(Saved entries)
- Opening Delimiter -

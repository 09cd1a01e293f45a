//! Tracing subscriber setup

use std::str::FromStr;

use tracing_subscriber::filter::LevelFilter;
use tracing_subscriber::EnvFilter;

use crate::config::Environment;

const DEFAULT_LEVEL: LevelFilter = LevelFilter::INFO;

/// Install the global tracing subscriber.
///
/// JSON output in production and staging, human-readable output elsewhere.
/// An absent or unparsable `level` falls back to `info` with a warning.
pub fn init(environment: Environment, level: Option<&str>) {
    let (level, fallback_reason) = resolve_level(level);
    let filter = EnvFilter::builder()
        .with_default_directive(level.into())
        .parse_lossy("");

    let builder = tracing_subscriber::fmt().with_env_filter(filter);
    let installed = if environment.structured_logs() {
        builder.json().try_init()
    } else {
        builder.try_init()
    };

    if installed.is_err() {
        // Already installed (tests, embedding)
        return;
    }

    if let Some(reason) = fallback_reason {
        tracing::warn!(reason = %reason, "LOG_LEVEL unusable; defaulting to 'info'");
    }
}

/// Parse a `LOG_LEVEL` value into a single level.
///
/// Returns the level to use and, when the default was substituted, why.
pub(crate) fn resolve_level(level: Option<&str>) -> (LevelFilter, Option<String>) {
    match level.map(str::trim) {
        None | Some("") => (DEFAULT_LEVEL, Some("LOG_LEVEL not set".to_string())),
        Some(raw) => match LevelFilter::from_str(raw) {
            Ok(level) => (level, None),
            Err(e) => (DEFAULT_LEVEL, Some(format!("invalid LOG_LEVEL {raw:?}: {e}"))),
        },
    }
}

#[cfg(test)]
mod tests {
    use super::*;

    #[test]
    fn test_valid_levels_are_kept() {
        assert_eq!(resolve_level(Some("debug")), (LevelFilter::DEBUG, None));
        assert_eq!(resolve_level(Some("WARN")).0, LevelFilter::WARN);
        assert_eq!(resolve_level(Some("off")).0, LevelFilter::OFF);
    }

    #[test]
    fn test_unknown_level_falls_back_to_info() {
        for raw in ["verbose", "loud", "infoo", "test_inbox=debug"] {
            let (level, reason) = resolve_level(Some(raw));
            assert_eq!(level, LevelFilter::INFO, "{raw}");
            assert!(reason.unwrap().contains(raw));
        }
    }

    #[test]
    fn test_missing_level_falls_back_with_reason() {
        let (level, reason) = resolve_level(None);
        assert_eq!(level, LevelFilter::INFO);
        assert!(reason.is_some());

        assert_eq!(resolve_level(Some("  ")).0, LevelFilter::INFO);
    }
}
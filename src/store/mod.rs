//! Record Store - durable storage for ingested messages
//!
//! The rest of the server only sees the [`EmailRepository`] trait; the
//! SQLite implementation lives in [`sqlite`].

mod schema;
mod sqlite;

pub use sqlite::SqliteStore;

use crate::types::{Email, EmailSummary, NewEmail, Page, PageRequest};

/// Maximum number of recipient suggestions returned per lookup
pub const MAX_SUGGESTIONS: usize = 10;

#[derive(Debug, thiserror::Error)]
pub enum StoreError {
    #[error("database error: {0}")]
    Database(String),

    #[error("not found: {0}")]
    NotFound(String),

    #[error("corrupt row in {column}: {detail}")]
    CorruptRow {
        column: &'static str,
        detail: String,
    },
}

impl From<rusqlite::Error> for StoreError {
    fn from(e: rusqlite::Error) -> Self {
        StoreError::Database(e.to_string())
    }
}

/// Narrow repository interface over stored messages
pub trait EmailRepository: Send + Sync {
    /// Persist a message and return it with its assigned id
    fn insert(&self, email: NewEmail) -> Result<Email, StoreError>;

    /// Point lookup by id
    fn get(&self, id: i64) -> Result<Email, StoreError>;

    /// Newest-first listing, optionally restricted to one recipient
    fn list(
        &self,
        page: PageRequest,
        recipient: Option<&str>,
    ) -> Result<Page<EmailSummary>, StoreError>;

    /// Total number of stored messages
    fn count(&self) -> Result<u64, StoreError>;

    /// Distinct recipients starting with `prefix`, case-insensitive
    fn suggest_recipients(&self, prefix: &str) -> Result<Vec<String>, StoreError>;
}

- Closing Delimiter -
- Opening Delimiter -

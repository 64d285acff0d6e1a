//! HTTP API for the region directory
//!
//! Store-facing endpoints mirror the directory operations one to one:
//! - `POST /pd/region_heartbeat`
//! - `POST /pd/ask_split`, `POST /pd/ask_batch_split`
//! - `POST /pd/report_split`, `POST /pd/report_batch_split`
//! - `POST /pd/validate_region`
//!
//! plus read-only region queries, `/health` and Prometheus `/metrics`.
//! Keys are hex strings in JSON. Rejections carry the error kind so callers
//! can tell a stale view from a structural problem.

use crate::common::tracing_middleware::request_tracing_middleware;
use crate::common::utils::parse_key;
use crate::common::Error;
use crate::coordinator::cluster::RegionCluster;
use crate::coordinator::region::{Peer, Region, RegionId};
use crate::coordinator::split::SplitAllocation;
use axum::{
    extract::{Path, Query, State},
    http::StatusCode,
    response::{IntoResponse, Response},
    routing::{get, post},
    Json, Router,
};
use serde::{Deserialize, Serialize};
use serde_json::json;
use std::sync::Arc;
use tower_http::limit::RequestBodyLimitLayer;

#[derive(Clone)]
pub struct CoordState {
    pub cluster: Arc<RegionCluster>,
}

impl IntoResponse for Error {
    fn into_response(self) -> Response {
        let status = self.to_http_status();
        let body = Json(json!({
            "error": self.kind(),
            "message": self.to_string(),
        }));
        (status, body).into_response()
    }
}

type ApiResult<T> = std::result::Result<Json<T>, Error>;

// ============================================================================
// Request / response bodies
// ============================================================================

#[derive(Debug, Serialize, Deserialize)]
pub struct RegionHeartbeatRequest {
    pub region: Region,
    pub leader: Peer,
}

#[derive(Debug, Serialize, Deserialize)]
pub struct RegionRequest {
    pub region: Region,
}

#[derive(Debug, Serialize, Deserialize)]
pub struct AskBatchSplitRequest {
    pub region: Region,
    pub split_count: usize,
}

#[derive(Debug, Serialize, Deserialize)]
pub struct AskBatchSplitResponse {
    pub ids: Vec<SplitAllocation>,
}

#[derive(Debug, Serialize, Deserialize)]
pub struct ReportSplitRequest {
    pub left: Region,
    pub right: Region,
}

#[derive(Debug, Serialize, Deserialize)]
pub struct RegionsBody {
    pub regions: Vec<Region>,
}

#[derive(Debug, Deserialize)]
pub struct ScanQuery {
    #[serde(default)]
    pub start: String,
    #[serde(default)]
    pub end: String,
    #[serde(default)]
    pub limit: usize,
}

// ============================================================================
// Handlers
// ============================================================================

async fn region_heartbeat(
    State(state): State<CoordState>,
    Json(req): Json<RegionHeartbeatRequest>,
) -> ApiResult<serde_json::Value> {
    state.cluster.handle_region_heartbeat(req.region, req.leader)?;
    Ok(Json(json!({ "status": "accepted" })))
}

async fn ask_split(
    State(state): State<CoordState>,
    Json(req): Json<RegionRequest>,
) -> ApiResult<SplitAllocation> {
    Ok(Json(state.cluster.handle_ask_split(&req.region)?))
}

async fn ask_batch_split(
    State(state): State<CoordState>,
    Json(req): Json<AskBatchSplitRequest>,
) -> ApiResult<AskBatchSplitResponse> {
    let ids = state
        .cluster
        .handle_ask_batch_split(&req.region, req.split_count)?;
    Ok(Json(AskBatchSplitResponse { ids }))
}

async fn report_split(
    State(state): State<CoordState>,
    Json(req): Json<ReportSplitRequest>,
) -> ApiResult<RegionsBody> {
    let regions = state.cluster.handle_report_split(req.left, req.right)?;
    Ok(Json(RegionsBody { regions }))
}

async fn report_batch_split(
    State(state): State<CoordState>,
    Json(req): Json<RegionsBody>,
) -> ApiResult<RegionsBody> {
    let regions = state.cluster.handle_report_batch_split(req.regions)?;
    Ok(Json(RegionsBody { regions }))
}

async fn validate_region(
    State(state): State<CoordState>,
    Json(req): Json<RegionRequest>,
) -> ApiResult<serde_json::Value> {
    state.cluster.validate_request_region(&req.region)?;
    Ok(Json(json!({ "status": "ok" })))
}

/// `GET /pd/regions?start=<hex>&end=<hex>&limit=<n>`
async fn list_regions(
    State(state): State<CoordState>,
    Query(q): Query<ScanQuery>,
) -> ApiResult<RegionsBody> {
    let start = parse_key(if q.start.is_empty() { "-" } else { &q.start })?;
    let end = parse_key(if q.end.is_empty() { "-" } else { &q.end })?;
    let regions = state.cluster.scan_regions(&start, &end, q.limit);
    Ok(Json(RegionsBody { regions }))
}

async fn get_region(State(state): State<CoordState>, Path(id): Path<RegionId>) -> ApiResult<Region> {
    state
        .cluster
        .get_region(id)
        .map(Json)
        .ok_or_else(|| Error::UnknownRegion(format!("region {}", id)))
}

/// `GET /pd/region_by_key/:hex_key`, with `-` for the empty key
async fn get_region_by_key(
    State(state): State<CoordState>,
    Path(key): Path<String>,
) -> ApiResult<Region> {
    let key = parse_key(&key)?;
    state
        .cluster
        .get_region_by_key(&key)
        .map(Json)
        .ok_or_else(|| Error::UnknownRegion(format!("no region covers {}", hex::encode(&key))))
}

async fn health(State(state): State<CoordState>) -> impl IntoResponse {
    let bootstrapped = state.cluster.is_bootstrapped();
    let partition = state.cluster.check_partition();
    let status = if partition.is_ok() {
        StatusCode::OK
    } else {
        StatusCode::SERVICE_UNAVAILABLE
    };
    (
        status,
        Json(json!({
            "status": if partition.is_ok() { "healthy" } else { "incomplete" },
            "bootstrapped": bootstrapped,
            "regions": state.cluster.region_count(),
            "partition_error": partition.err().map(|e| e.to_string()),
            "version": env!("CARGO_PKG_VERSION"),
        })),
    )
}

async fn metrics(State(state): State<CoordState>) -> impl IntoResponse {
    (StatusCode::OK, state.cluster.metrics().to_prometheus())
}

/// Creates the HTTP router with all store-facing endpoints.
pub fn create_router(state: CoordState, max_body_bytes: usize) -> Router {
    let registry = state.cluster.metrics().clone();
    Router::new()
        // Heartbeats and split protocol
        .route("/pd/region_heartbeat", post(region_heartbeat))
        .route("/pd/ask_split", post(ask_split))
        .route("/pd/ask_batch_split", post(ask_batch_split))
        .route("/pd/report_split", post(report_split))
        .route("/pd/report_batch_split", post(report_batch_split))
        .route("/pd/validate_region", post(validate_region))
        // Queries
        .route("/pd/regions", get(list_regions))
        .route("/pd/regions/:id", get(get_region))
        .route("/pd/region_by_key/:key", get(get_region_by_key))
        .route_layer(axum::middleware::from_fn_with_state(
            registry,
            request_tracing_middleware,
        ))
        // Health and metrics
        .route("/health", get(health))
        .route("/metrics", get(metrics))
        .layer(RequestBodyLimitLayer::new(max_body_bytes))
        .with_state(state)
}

- Closing Delimiter -

■ Task prompt: Search the records for the string "Path" and report each line that has it.

■ Answer section:
    extract::{Path, Query, State},
async fn get_region(State(state): State<CoordState>, Path(id): Path<RegionId>) -> ApiResult<Region> {
    Path(key): Path<String>,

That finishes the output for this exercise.